Bring what you have to me; that is where we start. Remember that there is no such thing as “your” bread or “my” bread; there is only “our “bread, as in “give us this day our daily bread.” However much you have, just bring it to me and believe that it is enough to start with, enough to get the ball rolling, enough to start a trend. Be the first in the crowd to turn your pockets inside out; be the first on your block to start a miracle.

No one knows how it really happened. Your guess is as good as mine, but what Jesus has been saying to his followers forever, he goes on saying to us today: “They need not go away; you give them something to eat.” If it is a saying that strikes fear in our hearts, that makes the loaves we have seem like nothing at all, we have only to remember what he says next. “Bring them here to me.” We have enough here if we offer it to Jesus. With Jesus anything is possible. There will be enough and basketfuls of providence left over. And you know what? I think this story shows us what Jesus is all about. 

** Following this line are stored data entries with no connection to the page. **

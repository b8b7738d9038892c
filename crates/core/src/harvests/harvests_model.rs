//! Harvest domain models.

use std::str::FromStr;

use chrono::{NaiveDate, NaiveDateTime};
use rust_decimal::Decimal;
use serde::{Deserialize, Serialize};

use crate::errors::{Error, Result};
use crate::utils::validation::{require_non_empty, require_non_negative};

#[derive(Debug, Clone, Copy, PartialEq, Eq, Default, Serialize, Deserialize)]
#[serde(rename_all = "SCREAMING_SNAKE_CASE")]
pub enum HarvestProduct {
    #[default]
    Honey,
    Wax,
    Pollen,
    Propolis,
    Other,
}

impl HarvestProduct {
    pub fn as_str(&self) -> &'static str {
        match self {
            HarvestProduct::Honey => "HONEY",
            HarvestProduct::Wax => "WAX",
            HarvestProduct::Pollen => "POLLEN",
            HarvestProduct::Propolis => "PROPOLIS",
            HarvestProduct::Other => "OTHER",
        }
    }
}

impl FromStr for HarvestProduct {
    type Err = Error;

    fn from_str(s: &str) -> Result<Self> {
        match s {
            "HONEY" => Ok(HarvestProduct::Honey),
            "WAX" => Ok(HarvestProduct::Wax),
            "POLLEN" => Ok(HarvestProduct::Pollen),
            "PROPOLIS" => Ok(HarvestProduct::Propolis),
            "OTHER" => Ok(HarvestProduct::Other),
            other => Err(Error::invalid(format!("unknown harvest product '{other}'"))),
        }
    }
}

/// Yield taken from one hive (or the whole yard when `hive_id` is empty)
#[derive(Debug, Clone, Serialize, Deserialize, PartialEq)]
#[serde(rename_all = "camelCase")]
pub struct Harvest {
    pub id: String,
    pub user_id: String,
    pub hive_id: Option<String>,
    pub harvested_on: NaiveDate,
    pub product: HarvestProduct,
    pub amount: Decimal,
    /// lb, kg, frames, ...
    pub unit: String,
    pub notes: Option<String>,
    pub created_at: NaiveDateTime,
    pub updated_at: NaiveDateTime,
}

#[derive(Debug, Clone, Serialize, Deserialize)]
#[serde(rename_all = "camelCase")]
pub struct NewHarvest {
    pub hive_id: Option<String>,
    pub harvested_on: NaiveDate,
    #[serde(default)]
    pub product: HarvestProduct,
    pub amount: Decimal,
    pub unit: String,
    pub notes: Option<String>,
}

impl NewHarvest {
    pub fn validate(&self) -> Result<()> {
        require_non_negative("amount", self.amount)?;
        require_non_empty("unit", &self.unit)
    }
}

Earlier in chapter 14, John the Baptist had just died a gruesome death by order of Herod, and after John’s disciples buried his body, they went to tell Jesus what happened. The very next verse tells us, “Now when Jesus heard this, he withdrew from there in a boat to a deserted place by himself.” It seems that upon hearing the news, Jesus needed some time to pray, to reflect, to grieve, to think about what would happen next, and he slipped away to find some quiet. When he returned, a crowd had gathered on the shore. When he saw them, he had compassion for them and began to move among them, curing the sick. He knew pain, he knew grief and remember in the wilderness he knew hunger. He had compassion for the people. Compassion – literally suffering with others. He identifies with the crowd and despite being wobbly and fragile and needing space he can do other than meet their needs – and more. In John Gospel the crowd come back the next day for another free feed. And next day Jesus follows practical help with theology – yesterday I gave you bread, today I want to tell you that I am the Bread of Life. 

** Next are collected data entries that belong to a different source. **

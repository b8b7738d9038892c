//! SQLite storage implementation for incomes.

mod model;
mod repository;

pub use model::{IncomeChangesDB, IncomeDB};
pub use repository::IncomeRepository;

Jesus spent time with people who were marginalised by the social structures of his community, including women, children, those stigmatised by their physical health and people who were impoverished. Jesus highlighted the needs of the marginalised in such a way, that it is reasonable to conclude, that to abandon people experiencing poverty is to abandon the gospel. Our tendency when we want to change is to look towards the wealthy and powerful, those with influence, Jesus often looked towards those who were oppressed, those who were marginalised. A crowd fed, leftover food, a foretaste of the heavenly banquet prepared for all people, where no one will hunger and all will be satisfied. 

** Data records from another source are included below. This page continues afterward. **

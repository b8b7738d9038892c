//! Hive domain models.

use std::str::FromStr;

use chrono::{NaiveDate, NaiveDateTime};
use serde::{Deserialize, Serialize};

use crate::errors::{Error, Result};
use crate::utils::validation::{require_coordinates, require_non_empty};

#[derive(Debug, Clone, Copy, PartialEq, Eq, Default, Serialize, Deserialize)]
#[serde(rename_all = "SCREAMING_SNAKE_CASE")]
pub enum HiveStatus {
    #[default]
    Active,
    Inactive,
    Dead,
    Sold,
}

impl HiveStatus {
    pub fn as_str(&self) -> &'static str {
        match self {
            HiveStatus::Active => "ACTIVE",
            HiveStatus::Inactive => "INACTIVE",
            HiveStatus::Dead => "DEAD",
            HiveStatus::Sold => "SOLD",
        }
    }
}

impl FromStr for HiveStatus {
    type Err = Error;

    fn from_str(s: &str) -> Result<Self> {
        match s {
            "ACTIVE" => Ok(HiveStatus::Active),
            "INACTIVE" => Ok(HiveStatus::Inactive),
            "DEAD" => Ok(HiveStatus::Dead),
            "SOLD" => Ok(HiveStatus::Sold),
            other => Err(Error::invalid(format!("unknown hive status '{other}'"))),
        }
    }
}

/// Domain model representing a hive
#[derive(Debug, Clone, Serialize, Deserialize, PartialEq)]
#[serde(rename_all = "camelCase")]
pub struct Hive {
    pub id: String,
    pub user_id: String,
    pub name: String,
    /// Yard or apiary the hive stands in
    pub apiary: Option<String>,
    /// Langstroth, top-bar, Warre, ...
    pub hive_type: String,
    pub status: HiveStatus,
    pub queen_year: Option<i32>,
    pub queen_marked: bool,
    pub installed_on: Option<NaiveDate>,
    pub latitude: Option<f64>,
    pub longitude: Option<f64>,
    pub notes: Option<String>,
    pub created_at: NaiveDateTime,
    pub updated_at: NaiveDateTime,
}

/// Input model for creating a new hive
#[derive(Debug, Clone, Serialize, Deserialize)]
#[serde(rename_all = "camelCase")]
pub struct NewHive {
    pub name: String,
    pub apiary: Option<String>,
    pub hive_type: String,
    #[serde(default)]
    pub status: HiveStatus,
    pub queen_year: Option<i32>,
    #[serde(default)]
    pub queen_marked: bool,
    pub installed_on: Option<NaiveDate>,
    pub latitude: Option<f64>,
    pub longitude: Option<f64>,
    pub notes: Option<String>,
}

impl NewHive {
    pub fn validate(&self) -> Result<()> {
        require_non_empty("name", &self.name)?;
        require_non_empty("hiveType", &self.hive_type)?;
        require_coordinates(self.latitude, self.longitude)?;
        if let Some(year) = self.queen_year {
            if !(1900..=2200).contains(&year) {
                return Err(Error::invalid(format!("queen year {year} is out of range")));
            }
        }
        Ok(())
    }
}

We all know this story. We heard it in Sunday School. People outside the church know it. It’s so important it’s told in all four Gospels albeit slightly differently, today we have no little boy who finds his packed lunch stolen! My college principal used to say in his criticism of our services where was your clincher young man? What do you want them to do? Well this is it. To truly follow Jesus we need to find a way to emulate that same compassion, love, and care for all those around us, even when it may feel most difficult. We need to be a church that feeds the starving, materially and spiritually. Seven days a week.  How generous are we? Not just in what we offer here, but will we work for a world where all are fed? And ask difficult questions of those who can make a difference? Will we hope for the day when food banks are no more and poverty is eradicated? That is the work of the compassionate church of Christ and of a God who has open hands and satisfies the needs of all living things. Our cats are happy when they are fed and then they go off to snooze on the window sill in the sun. 

 

God with us, in all our speaking, fill us with your word. In all our thoughts, grant us your generosity of spirit, in all our deeds, show us how to share our bread.